**Problem to work on**
Go line by line through the entries below and copy those containing the string "crate".

Items from a dataset
=== Section Start ===
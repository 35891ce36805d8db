//! Batch grab orchestration with per-link outcome conversion and metrics
//!
//! This is the heart of the system: the three-phase protocol every link goes
//! through. Phase 1 loads the page within the navigation timeout. Phase 2
//! races a download subscription against the detection window and drops
//! whichever side loses. Phase 3 waits for the detected transfer to finish
//! and persists it under its suggested name, or a derived one when the
//! server suggested nothing. Each phase failure becomes a terminal outcome
//! for that link only; the batch always moves on to the next link.

use std::sync::atomic::{AtomicU64, Ordering};

use tokio_util::sync::CancellationToken;
use tracing::{debug, info, warn};

use crate::grab::config::GrabConfig;
use crate::grab::core::{
    LinkOutcome, LinkReport, LinkTask, ProgressCallback, ProgressEvent, RaceOutcome,
};
use crate::grab::session::BrowserSession;
use crate::grab::utils::{fallback_filename, sanitize_filename};

/// Performance counters for a batch run
#[derive(Debug, Default)]
pub struct GrabMetrics {
    pub links_processed: AtomicU64,
    pub navigation_failures: AtomicU64,
    pub no_download_detected: AtomicU64,
    pub files_saved: AtomicU64,
    pub save_failures: AtomicU64,
    pub bytes_saved: AtomicU64,
}

impl GrabMetrics {
    pub fn record_link_processed(&self) {
        self.links_processed.fetch_add(1, Ordering::Relaxed);
    }

    pub fn record_navigation_failure(&self) {
        self.navigation_failures.fetch_add(1, Ordering::Relaxed);
    }

    pub fn record_no_download(&self) {
        self.no_download_detected.fetch_add(1, Ordering::Relaxed);
    }

    pub fn record_saved(&self, size: u64) {
        self.files_saved.fetch_add(1, Ordering::Relaxed);
        self.bytes_saved.fetch_add(size, Ordering::Relaxed);
    }

    pub fn record_save_failure(&self) {
        self.save_failures.fetch_add(1, Ordering::Relaxed);
    }

    /// Get metrics snapshot
    pub fn snapshot(&self) -> GrabMetricsSnapshot {
        GrabMetricsSnapshot {
            links_processed: self.links_processed.load(Ordering::Relaxed),
            navigation_failures: self.navigation_failures.load(Ordering::Relaxed),
            no_download_detected: self.no_download_detected.load(Ordering::Relaxed),
            files_saved: self.files_saved.load(Ordering::Relaxed),
            save_failures: self.save_failures.load(Ordering::Relaxed),
            bytes_saved: self.bytes_saved.load(Ordering::Relaxed),
        }
    }
}

/// Immutable snapshot of batch counters
#[derive(Debug, Clone, serde::Serialize)]
pub struct GrabMetricsSnapshot {
    pub links_processed: u64,
    pub navigation_failures: u64,
    pub no_download_detected: u64,
    pub files_saved: u64,
    pub save_failures: u64,
    pub bytes_saved: u64,
}

impl GrabMetricsSnapshot {
    pub fn success_rate(&self) -> f64 {
        if self.links_processed == 0 {
            0.0
        } else {
            self.files_saved as f64 / self.links_processed as f64
        }
    }
}

/// Drive one link through navigate, detect and persist.
///
/// Never returns an error: every failure inside the protocol is converted to
/// the matching terminal [`LinkOutcome`] so the caller's loop cannot be
/// aborted by a single link.
pub async fn grab_link(
    session: &dyn BrowserSession,
    task: &LinkTask,
    total: usize,
    config: &GrabConfig,
    metrics: &GrabMetrics,
    progress_callback: Option<&ProgressCallback>,
) -> LinkOutcome {
    info!("processing link #{}/{}: {}", task.index, total, task.url);
    metrics.record_link_processed();
    if let Some(callback) = progress_callback {
        callback(ProgressEvent::LinkStarted {
            index: task.index,
            total,
            url: task.url.clone(),
        });
    }

    // Phase 1: reach the page's load event within the navigation timeout.
    // Not retried; a link that cannot be loaded is skipped for this run.
    let navigation = tokio::time::timeout(config.nav_timeout, session.navigate(&task.url)).await;
    match navigation {
        Ok(Ok(())) => {}
        Ok(Err(err)) => {
            warn!("navigation failed for #{}: {}", task.index, err);
            metrics.record_navigation_failure();
            let reason = err.to_string();
            if let Some(callback) = progress_callback {
                callback(ProgressEvent::NavigationFailed {
                    index: task.index,
                    url: task.url.clone(),
                    reason: reason.clone(),
                });
            }
            return LinkOutcome::NavigationFailed { reason };
        }
        Err(_) => {
            let reason = format!("timed out after {}ms", config.nav_timeout.as_millis());
            warn!("navigation failed for #{}: {}", task.index, reason);
            metrics.record_navigation_failure();
            if let Some(callback) = progress_callback {
                callback(ProgressEvent::NavigationFailed {
                    index: task.index,
                    url: task.url.clone(),
                    reason: reason.clone(),
                });
            }
            return LinkOutcome::NavigationFailed { reason };
        }
    }

    // Phase 2: race the download subscription against the detection window.
    // First resolution wins and the losing future is dropped, which also
    // releases its subscription. An error while waiting on the subscription
    // is indistinguishable from "no signal" here and is folded into the
    // timed-out arm.
    let raced = tokio::select! {
        signal = session.await_download_signal() => match signal {
            Ok(signal) => RaceOutcome::Detected(signal),
            Err(err) => {
                debug!("signal wait failed for #{}, treating as timeout: {}", task.index, err);
                RaceOutcome::TimedOut
            }
        },
        _ = tokio::time::sleep(config.detect_window) => RaceOutcome::TimedOut,
    };

    let signal = match raced {
        RaceOutcome::Detected(signal) => signal,
        RaceOutcome::TimedOut => {
            info!("no download detected for #{} within the window", task.index);
            metrics.record_no_download();
            if let Some(callback) = progress_callback {
                callback(ProgressEvent::NoDownloadDetected {
                    index: task.index,
                    url: task.url.clone(),
                });
            }
            return LinkOutcome::NoDownloadDetected;
        }
    };

    // Phase 3: wait for the transfer to finish and persist it.
    let suggested = signal.suggested_filename();
    if let Some(callback) = progress_callback {
        callback(ProgressEvent::DownloadDetected {
            index: task.index,
            url: task.url.clone(),
            suggested_filename: suggested.clone(),
        });
    }

    let filename = match suggested {
        Some(name) if !name.trim().is_empty() => sanitize_filename(&name),
        _ => fallback_filename(task.index),
    };
    let dest = config.download_dir.join(filename);

    match signal.save_as(&dest).await {
        Ok(()) => {
            let size = tokio::fs::metadata(&dest).await.map(|m| m.len()).unwrap_or(0);
            info!("saved #{} to {} ({} bytes)", task.index, dest.display(), size);
            metrics.record_saved(size);
            if let Some(callback) = progress_callback {
                callback(ProgressEvent::Saved {
                    index: task.index,
                    url: task.url.clone(),
                    path: dest.clone(),
                });
            }
            LinkOutcome::Saved { path: dest }
        }
        Err(err) => {
            warn!("save failed for #{}: {}", task.index, err);
            metrics.record_save_failure();
            let reason = err.to_string();
            if let Some(callback) = progress_callback {
                callback(ProgressEvent::SaveFailed {
                    index: task.index,
                    url: task.url.clone(),
                    reason: reason.clone(),
                });
            }
            LinkOutcome::SaveFailed { reason }
        }
    }
}

/// Process every task strictly in order, one at a time.
///
/// Reports come back in input order, one per task. Cancellation is only
/// observed between tasks; a link that has started always runs to its
/// terminal outcome.
pub async fn grab_batch(
    session: &dyn BrowserSession,
    tasks: &[LinkTask],
    config: &GrabConfig,
    metrics: &GrabMetrics,
    progress_callback: Option<ProgressCallback>,
    cancel: Option<&CancellationToken>,
) -> Vec<LinkReport> {
    let total = tasks.len();
    let mut reports = Vec::with_capacity(total);

    for task in tasks {
        if let Some(token) = cancel {
            if token.is_cancelled() {
                info!(
                    "batch cancelled after {} of {} links",
                    reports.len(),
                    total
                );
                break;
            }
        }

        let outcome = grab_link(
            session,
            task,
            total,
            config,
            metrics,
            progress_callback.as_ref(),
        )
        .await;

        reports.push(LinkReport {
            index: task.index,
            url: task.url.clone(),
            outcome,
        });
    }

    reports
}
=== Section End ===
**Finished exercise**
use crate::grab::config::GrabConfig;
use crate::grab::core::{
use crate::grab::session::BrowserSession;
use crate::grab::utils::{fallback_filename, sanitize_filename};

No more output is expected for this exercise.